Julian, thanks for the four options. There are some good ideas in there.

I think it's just paranoia on my part because I test and retest and make sure that option four is true.  All of my tables have a key index field and here's my progressive thinking regarding how a delete would work.

Level One: DELETE FROM score WHERE user_id = 12345
This in itself will always work because score uses user_id as a key field and their can be only ONE.

Level Two: But, being slightly paranoid I add this: DELETE FROM score WHERE user_id = 12345 AND created = ‘2012-04-15’
The check on created is already a secondary protection. It just gives one more field on which to be extra cautious.

Level Three: Most likely overkill, I add the limit: DELETE FROM score WHERE user_id = 12345 AND created = ‘2012-04-15’ LIMIT 1”
This is the final level of protection, just to make sure.

But from what you're saying, going all the way to level three is not a "best practice" and in light of the fact that it's issuing a warning really isn't a good idea anyway.

Is that right?
The way I look at it is I flip it around - if more than one record WERE to be matched by those criteria - what would be the ramifications for the application - would it be immediately noticeable or not. If so then long before you get to delete the record you should see something is not right.

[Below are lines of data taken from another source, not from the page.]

//! First-order formula representation
//!
//! `Formula` is the tree every normalization stage consumes and produces.
//! Stages take formulas by value and build new trees; nothing is mutated in
//! place.

use super::core::{Atom, Term, Variable};
use super::interner::Interner;
use serde::{Deserialize, Serialize};
use std::collections::HashSet;
use std::fmt;

/// Quantifier type
#[derive(Debug, Clone, Copy, PartialEq, Eq, Hash, Serialize, Deserialize)]
pub enum Quantifier {
    Forall,
    Exists,
}

impl Quantifier {
    /// The dual quantifier, used when a negation moves through
    pub fn dual(self) -> Self {
        match self {
            Quantifier::Forall => Quantifier::Exists,
            Quantifier::Exists => Quantifier::Forall,
        }
    }

    /// Keyword in the textual syntax
    pub fn keyword(self) -> &'static str {
        match self {
            Quantifier::Forall => "all",
            Quantifier::Exists => "some",
        }
    }
}

/// First-order formula
#[derive(Debug, Clone, PartialEq, Eq, Hash, Serialize, Deserialize)]
pub enum Formula {
    /// Atomic formula
    Atom(Atom),
    /// Negation
    Not(Box<Formula>),
    /// Conjunction
    And(Box<Formula>, Box<Formula>),
    /// Disjunction
    Or(Box<Formula>, Box<Formula>),
    /// Implication
    Implies(Box<Formula>, Box<Formula>),
    /// Biconditional
    Iff(Box<Formula>, Box<Formula>),
    /// Quantified formula
    Quantified(Quantifier, Variable, Box<Formula>),
}

impl Formula {
    pub fn not(f: Formula) -> Formula {
        Formula::Not(Box::new(f))
    }

    pub fn and(left: Formula, right: Formula) -> Formula {
        Formula::And(Box::new(left), Box::new(right))
    }

    pub fn or(left: Formula, right: Formula) -> Formula {
        Formula::Or(Box::new(left), Box::new(right))
    }

    pub fn implies(left: Formula, right: Formula) -> Formula {
        Formula::Implies(Box::new(left), Box::new(right))
    }

    pub fn iff(left: Formula, right: Formula) -> Formula {
        Formula::Iff(Box::new(left), Box::new(right))
    }

    pub fn forall(var: Variable, body: Formula) -> Formula {
        Formula::Quantified(Quantifier::Forall, var, Box::new(body))
    }

    pub fn exists(var: Variable, body: Formula) -> Formula {
        Formula::Quantified(Quantifier::Exists, var, Box::new(body))
    }

    /// An atom or a negated atom
    pub fn is_literal(&self) -> bool {
        match self {
            Formula::Atom(_) => true,
            Formula::Not(inner) => matches!(**inner, Formula::Atom(_)),
            _ => false,
        }
    }

    /// Get all free variables in the formula
    pub fn free_variables(&self) -> HashSet<Variable> {
        match self {
            Formula::Atom(atom) => atom.variables().into_iter().collect(),
            Formula::Not(f) => f.free_variables(),
            Formula::And(f1, f2)
            | Formula::Or(f1, f2)
            | Formula::Implies(f1, f2)
            | Formula::Iff(f1, f2) => {
                let mut vars = f1.free_variables();
                vars.extend(f2.free_variables());
                vars
            }
            Formula::Quantified(_, var, f) => {
                let mut vars = f.free_variables();
                vars.remove(var);
                vars
            }
        }
    }

    /// Check if the formula is closed (no free variables)
    pub fn is_closed(&self) -> bool {
        self.free_variables().is_empty()
    }

    /// Quantifier-bound variables with their quantifier, in pre-order,
    /// left to right. Repeats are kept.
    pub fn bound_variables(&self) -> Vec<(Quantifier, Variable)> {
        let mut out = Vec::new();
        self.collect_bound(&mut out);
        out
    }

    fn collect_bound(&self, out: &mut Vec<(Quantifier, Variable)>) {
        match self {
            Formula::Atom(_) => {}
            Formula::Not(f) => f.collect_bound(out),
            Formula::And(f1, f2)
            | Formula::Or(f1, f2)
            | Formula::Implies(f1, f2)
            | Formula::Iff(f1, f2) => {
                f1.collect_bound(out);
                f2.collect_bound(out);
            }
            Formula::Quantified(q, var, f) => {
                out.push((*q, *var));
                f.collect_bound(out);
            }
        }
    }

    /// Check if a formula contains any quantifiers
    pub fn contains_quantifier(&self) -> bool {
        match self {
            Formula::Atom(_) => false,
            Formula::Not(f) => f.contains_quantifier(),
            Formula::And(f1, f2)
            | Formula::Or(f1, f2)
            | Formula::Implies(f1, f2)
            | Formula::Iff(f1, f2) => f1.contains_quantifier() || f2.contains_quantifier(),
            Formula::Quantified(..) => true,
        }
    }

    /// Number of nodes in the tree
    pub fn size(&self) -> usize {
        match self {
            Formula::Atom(_) => 1,
            Formula::Not(f) | Formula::Quantified(_, _, f) => 1 + f.size(),
            Formula::And(f1, f2)
            | Formula::Or(f1, f2)
            | Formula::Implies(f1, f2)
            | Formula::Iff(f1, f2) => 1 + f1.size() + f2.size(),
        }
    }

    /// Replace every free occurrence of `var` with `term`.
    ///
    /// Occurrences bound by an inner quantifier over the same variable are
    /// left alone. No capture check is made: callers substitute into
    /// formulas whose bound variables are already standardized apart.
    pub fn substitute(self, var: &Variable, term: &Term) -> Formula {
        match self {
            Formula::Atom(atom) => Formula::Atom(atom.substitute(var, term)),
            Formula::Not(f) => Formula::not(f.substitute(var, term)),
            Formula::And(f1, f2) => Formula::and(f1.substitute(var, term), f2.substitute(var, term)),
            Formula::Or(f1, f2) => Formula::or(f1.substitute(var, term), f2.substitute(var, term)),
            Formula::Implies(f1, f2) => {
                Formula::implies(f1.substitute(var, term), f2.substitute(var, term))
            }
            Formula::Iff(f1, f2) => Formula::iff(f1.substitute(var, term), f2.substitute(var, term)),
            Formula::Quantified(q, v, f) => {
                if &v == var {
                    // Rebound here; inner occurrences are not free
                    Formula::Quantified(q, v, f)
                } else {
                    Formula::Quantified(q, v, Box::new(f.substitute(var, term)))
                }
            }
        }
    }

    /// Rename the bound variable of a quantifier node to `new_var`, along
    /// with every occurrence it binds. Any other node is returned unchanged.
    pub fn alpha_convert(self, new_var: Variable) -> Formula {
        match self {
            Formula::Quantified(q, old, body) => {
                let body = body.substitute(&old, &Term::Variable(new_var));
                Formula::Quantified(q, new_var, Box::new(body))
            }
            other => other,
        }
    }

    /// Format this formula with an interner for name resolution
    pub fn display<'a>(&'a self, interner: &'a Interner) -> FormulaDisplay<'a> {
        FormulaDisplay {
            formula: self,
            interner,
        }
    }
}

/// Display wrapper for Formula that includes an interner for name resolution
///
/// Binary connectives are always parenthesized:
/// `all x.((-P(x) | A) & (P(x) | -A))`.
pub struct FormulaDisplay<'a> {
    formula: &'a Formula,
    interner: &'a Interner,
}

impl<'a> FormulaDisplay<'a> {
    fn binary(&self, f: &mut fmt::Formatter<'_>, l: &Formula, op: &str, r: &Formula) -> fmt::Result {
        write!(
            f,
            "({} {} {})",
            l.display(self.interner),
            op,
            r.display(self.interner)
        )
    }
}

impl<'a> fmt::Display for FormulaDisplay<'a> {
    fn fmt(&self, f: &mut fmt::Formatter<'_>) -> fmt::Result {
        match self.formula {
            Formula::Atom(atom) => write!(f, "{}", atom.display(self.interner)),
            Formula::Not(inner) => write!(f, "-{}", inner.display(self.interner)),
            Formula::And(l, r) => self.binary(f, l, "&", r),
            Formula::Or(l, r) => self.binary(f, l, "|", r),
            Formula::Implies(l, r) => self.binary(f, l, "->", r),
            Formula::Iff(l, r) => self.binary(f, l, "<->", r),
            Formula::Quantified(q, var, body) => write!(
                f,
                "{} {}.{}",
                q.keyword(),
                var.name(self.interner),
                body.display(self.interner)
            ),
        }
    }
}
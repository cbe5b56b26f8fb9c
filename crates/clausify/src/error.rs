//! Error types for clausify

use crate::normalize::Stage;
use std::io;
use thiserror::Error;

#[derive(Error, Debug)]
pub enum ClausifyError {
    #[error("IO error: {0}")]
    IoError(#[from] io::Error),

    #[error("JSON error: {0}")]
    JsonError(#[from] serde_json::Error),

    #[error("Formula is not clausal: {0}")]
    NotClausal(String),

    #[error("Normalization timed out during {stage}")]
    Timeout { stage: Stage },

    #[error("Clause limit of {limit} exceeded during {stage}")]
    ClauseLimitExceeded { stage: Stage, limit: usize },

    #[error("Invariant violated after {stage}")]
    InvariantViolated { stage: Stage },
}

pub type Result<T> = std::result::Result<T, ClausifyError>;
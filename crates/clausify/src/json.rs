//! JSON serialization types for problems and clause sets
//!
//! Input problems arrive as already-structured formula trees; names are
//! interned as the trees are converted. Output clauses carry resolved names.

use crate::error::Result;
use crate::logic::{
    Atom, Clause, Constant, Formula, FunctionSymbol, Interner, Literal, PredicateSymbol,
    Quantifier, Term, Variable,
};
use serde::{Deserialize, Serialize};
use std::path::Path;

/// JSON representation of a term
#[derive(Debug, Clone, PartialEq, Serialize, Deserialize)]
#[serde(tag = "type", rename_all = "snake_case")]
pub enum TermJson {
    Variable { name: String },
    Constant { name: String },
    Function { name: String, args: Vec<TermJson> },
}

impl TermJson {
    pub fn from_term(term: &Term, interner: &Interner) -> Self {
        match term {
            Term::Variable(v) => TermJson::Variable {
                name: v.name(interner).to_string(),
            },
            Term::Constant(c) => TermJson::Constant {
                name: c.name(interner).to_string(),
            },
            Term::Function(func_sym, args) => TermJson::Function {
                name: func_sym.name(interner).to_string(),
                args: args.iter().map(|t| TermJson::from_term(t, interner)).collect(),
            },
        }
    }

    pub fn to_term(&self, interner: &mut Interner) -> Term {
        match self {
            TermJson::Variable { name } => Term::Variable(Variable::new(interner.intern_variable(name))),
            TermJson::Constant { name } => Term::Constant(Constant::new(interner.intern_constant(name))),
            TermJson::Function { name, args } => {
                let id = interner.intern_function(name);
                let args: Vec<Term> = args.iter().map(|a| a.to_term(interner)).collect();
                Term::Function(FunctionSymbol::new(id, args.len()), args)
            }
        }
    }
}

/// JSON representation of a formula tree
///
/// `{"type": "forall", "variable": "x", "body": {"type": "atom", "predicate": "P", "args": [...]}}`
#[derive(Debug, Clone, PartialEq, Serialize, Deserialize)]
#[serde(tag = "type", rename_all = "snake_case")]
pub enum FormulaJson {
    Atom {
        predicate: String,
        #[serde(default, skip_serializing_if = "Vec::is_empty")]
        args: Vec<TermJson>,
    },
    Not {
        formula: Box<FormulaJson>,
    },
    And {
        left: Box<FormulaJson>,
        right: Box<FormulaJson>,
    },
    Or {
        left: Box<FormulaJson>,
        right: Box<FormulaJson>,
    },
    Implies {
        left: Box<FormulaJson>,
        right: Box<FormulaJson>,
    },
    Iff {
        left: Box<FormulaJson>,
        right: Box<FormulaJson>,
    },
    Forall {
        variable: String,
        body: Box<FormulaJson>,
    },
    Exists {
        variable: String,
        body: Box<FormulaJson>,
    },
}

impl FormulaJson {
    pub fn from_formula(formula: &Formula, interner: &Interner) -> Self {
        let boxed = |f: &Formula| Box::new(FormulaJson::from_formula(f, interner));
        match formula {
            Formula::Atom(atom) => FormulaJson::Atom {
                predicate: atom.predicate.name(interner).to_string(),
                args: atom.args.iter().map(|t| TermJson::from_term(t, interner)).collect(),
            },
            Formula::Not(f) => FormulaJson::Not { formula: boxed(f) },
            Formula::And(l, r) => FormulaJson::And {
                left: boxed(l),
                right: boxed(r),
            },
            Formula::Or(l, r) => FormulaJson::Or {
                left: boxed(l),
                right: boxed(r),
            },
            Formula::Implies(l, r) => FormulaJson::Implies {
                left: boxed(l),
                right: boxed(r),
            },
            Formula::Iff(l, r) => FormulaJson::Iff {
                left: boxed(l),
                right: boxed(r),
            },
            Formula::Quantified(q, var, body) => {
                let variable = var.name(interner).to_string();
                match q {
                    Quantifier::Forall => FormulaJson::Forall {
                        variable,
                        body: boxed(body),
                    },
                    Quantifier::Exists => FormulaJson::Exists {
                        variable,
                        body: boxed(body),
                    },
                }
            }
        }
    }

    /// Build the formula, interning every name. A predicate's arity is the
    /// number of arguments it is given.
    pub fn to_formula(&self, interner: &mut Interner) -> Formula {
        match self {
            FormulaJson::Atom { predicate, args } => {
                let id = interner.intern_predicate(predicate);
                let args: Vec<Term> = args.iter().map(|a| a.to_term(interner)).collect();
                Formula::Atom(Atom::new(PredicateSymbol::new(id, args.len()), args))
            }
            FormulaJson::Not { formula } => Formula::not(formula.to_formula(interner)),
            FormulaJson::And { left, right } => {
                Formula::and(left.to_formula(interner), right.to_formula(interner))
            }
            FormulaJson::Or { left, right } => {
                Formula::or(left.to_formula(interner), right.to_formula(interner))
            }
            FormulaJson::Implies { left, right } => {
                Formula::implies(left.to_formula(interner), right.to_formula(interner))
            }
            FormulaJson::Iff { left, right } => {
                Formula::iff(left.to_formula(interner), right.to_formula(interner))
            }
            FormulaJson::Forall { variable, body } => {
                let var = Variable::new(interner.intern_variable(variable));
                Formula::forall(var, body.to_formula(interner))
            }
            FormulaJson::Exists { variable, body } => {
                let var = Variable::new(interner.intern_variable(variable));
                Formula::exists(var, body.to_formula(interner))
            }
        }
    }
}

/// A problem file: the formulas whose conjunction is normalized
#[derive(Debug, Clone, PartialEq, Serialize, Deserialize)]
pub struct ProblemJson {
    pub formulas: Vec<FormulaJson>,
}

impl ProblemJson {
    pub fn from_json_str(json: &str) -> Result<Self> {
        Ok(serde_json::from_str(json)?)
    }

    pub fn from_json_file(path: impl AsRef<Path>) -> Result<Self> {
        let text = std::fs::read_to_string(path)?;
        Self::from_json_str(&text)
    }

    pub fn to_formulas(&self, interner: &mut Interner) -> Vec<Formula> {
        self.formulas.iter().map(|f| f.to_formula(interner)).collect()
    }
}

/// JSON representation of an atom
#[derive(Debug, Clone, Serialize, Deserialize)]
pub struct AtomJson {
    pub predicate: String,
    #[serde(default, skip_serializing_if = "Vec::is_empty")]
    pub args: Vec<TermJson>,
}

impl AtomJson {
    pub fn from_literal(lit: &Literal, interner: &Interner) -> Self {
        AtomJson {
            predicate: lit.predicate.name(interner).to_string(),
            args: lit.args.iter().map(|t| TermJson::from_term(t, interner)).collect(),
        }
    }
}

/// JSON representation of a literal
#[derive(Debug, Clone, Serialize, Deserialize)]
pub struct LiteralJson {
    pub polarity: bool,
    pub atom: AtomJson,
}

impl LiteralJson {
    pub fn from_literal(lit: &Literal, interner: &Interner) -> Self {
        LiteralJson {
            polarity: lit.polarity,
            atom: AtomJson::from_literal(lit, interner),
        }
    }
}

/// JSON representation of a clause; an empty literal list is the empty clause
#[derive(Debug, Clone, Serialize, Deserialize)]
pub struct ClauseJson {
    pub literals: Vec<LiteralJson>,
}

impl ClauseJson {
    pub fn from_clause(clause: &Clause, interner: &Interner) -> Self {
        ClauseJson {
            literals: clause
                .literals
                .iter()
                .map(|l| LiteralJson::from_literal(l, interner))
                .collect(),
        }
    }
}

/// JSON representation of a normalization result
#[derive(Debug, Clone, Serialize, Deserialize)]
pub struct ClauseSetJson {
    pub clauses: Vec<ClauseJson>,
}

impl ClauseSetJson {
    pub fn from_clauses(clauses: &[Clause], interner: &Interner) -> Self {
        ClauseSetJson {
            clauses: clauses
                .iter()
                .map(|c| ClauseJson::from_clause(c, interner))
                .collect(),
        }
    }
}

#[cfg(test)]
mod tests {
    use super::*;
    use crate::logic::FormulaBuilder;

    #[test]
    fn test_problem_from_json() {
        let json = r#"{
            "formulas": [
                {"type": "exists", "variable": "x", "body":
                    {"type": "implies",
                     "left": {"type": "atom", "predicate": "Dog", "args": [{"type": "variable", "name": "x"}]},
                     "right": {"type": "atom", "predicate": "Owns", "args": [
                        {"type": "constant", "name": "Jack"}, {"type": "variable", "name": "x"}]}}},
                {"type": "not", "formula": {"type": "atom", "predicate": "Rain"}}
            ]
        }"#;

        let problem = ProblemJson::from_json_str(json).unwrap();
        let mut interner = Interner::new();
        let formulas = problem.to_formulas(&mut interner);

        let shown: Vec<String> = formulas
            .iter()
            .map(|f| f.display(&interner).to_string())
            .collect();
        assert_eq!(shown, vec!["some x.(Dog(x) -> Owns(Jack,x))", "-Rain"]);
    }

    #[test]
    fn test_unknown_node_type_is_rejected() {
        let json = r#"{"formulas": [{"type": "xor", "left": {}, "right": {}}]}"#;
        assert!(ProblemJson::from_json_str(json).is_err());
    }

    #[test]
    fn test_formula_json_survives_interning() {
        let mut interner = Interner::new();
        let mut b = FormulaBuilder::new(&mut interner);
        let x = b.var("x");
        let y = b.var_term("y");
        let fy = b.function("f", vec![y]);
        let xt = Term::Variable(x);
        let body = b.atom("R", vec![xt, fy]);
        let formula = Formula::forall(x, Formula::iff(body, Formula::not(b.prop("Q"))));

        let json = FormulaJson::from_formula(&formula, &interner);
        let mut fresh = Interner::new();
        let rebuilt = json.to_formula(&mut fresh);

        assert_eq!(
            rebuilt.display(&fresh).to_string(),
            formula.display(&interner).to_string()
        );
    }

    #[test]
    fn test_clause_set_json_shape() {
        let mut interner = Interner::new();
        let mut b = FormulaBuilder::new(&mut interner);
        let sk = b.constant("sk0");
        let Formula::Atom(atom) = b.atom("P", vec![sk]) else {
            panic!("Expected atom");
        };
        let clauses = vec![Clause::new(vec![Literal::negative(atom)]), Clause::new(vec![])];

        let value = serde_json::to_value(ClauseSetJson::from_clauses(&clauses, &interner)).unwrap();

        assert_eq!(value["clauses"][0]["literals"][0]["polarity"], false);
        assert_eq!(value["clauses"][0]["literals"][0]["atom"]["predicate"], "P");
        assert_eq!(
            value["clauses"][0]["literals"][0]["atom"]["args"][0]["type"],
            "constant"
        );
        assert_eq!(value["clauses"][1]["literals"].as_array().unwrap().len(), 0);
    }
}
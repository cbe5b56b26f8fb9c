//! First-order logic representation
//!
//! This module provides the fundamental types the normalization stages work
//! on: terms, atoms, literals, clauses, formulas, and the symbol interner.

pub mod builder;
pub mod core;
pub mod formula;
pub mod interner;

pub use builder::FormulaBuilder;
pub use core::{
    Atom, AtomDisplay, Clause, ClauseDisplay, ClauseSet, Constant, FunctionSymbol, Literal,
    LiteralDisplay, PredicateSymbol, Term, TermDisplay, Variable,
};
pub use formula::{Formula, FormulaDisplay, Quantifier};
pub use interner::{
    ConstantId, FunctionId, Interner, PredicateId, SkolemSymbol, VariableId,
    FRESH_VARIABLE_PREFIX, SKOLEM_PREFIX,
};
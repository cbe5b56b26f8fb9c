//! clausify: normalization of first-order formulas into clause sets
//!
//! This library converts arbitrary first-order formulas into conjunctive
//! normal form, expressed as the clause list a resolution prover consumes.
//! The conversion is a fixed sequence of tree rewrites, see [`normalize`].

pub mod config;
pub mod error;
pub mod json;
pub mod misc;
pub mod logic;
pub mod normalize;

// Re-export commonly used types from logic
pub use logic::{
    Atom, Clause, ClauseSet, Constant, Formula, FormulaBuilder, FunctionSymbol, Interner, Literal,
    PredicateSymbol, Quantifier, Term, Variable,
};

pub use config::{NormalizeConfig, PrenexOrder};
pub use error::{ClausifyError, Result};

// Re-export the pipeline and its stages
pub use normalize::{
    eliminate_implications, extract_clauses, push_negation, rename_across, skolemize,
    standardize, standardize_variables, strip_universals, to_cnf, to_prenex,
    NormalizationProfile, Normalized, Normalizer, NullSink, RecordingSink, Stage, TraceSink,
    WriterSink,
};

pub use json::{ClauseSetJson, FormulaJson, ProblemJson};
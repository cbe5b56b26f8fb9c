pub mod targets {
    pub const NORMALIZE: &str = "normalize";
    pub const STANDARDIZE: &str = "standardize";
    pub const SKOLEM: &str = "skolem";
    pub const DISTRIBUTE: &str = "distribute";
    pub const CLAUSES: &str = "clauses";
    pub const PIPELINE: &str = "pipeline";
}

Personally I use the `status` field or archive table mostly because the applications I build have auditing on - you can see who changed the state when from what to what. With this approach nothing is lost - it's state is just changed.
I accidently hit "close" before I commented. I was going to say thanks. That makes sense. I have a number of major applications that I'll soon start working through to begin the process of repairing query statements. You've given me some good tracks to run on.

Thanks again.
You are welcome.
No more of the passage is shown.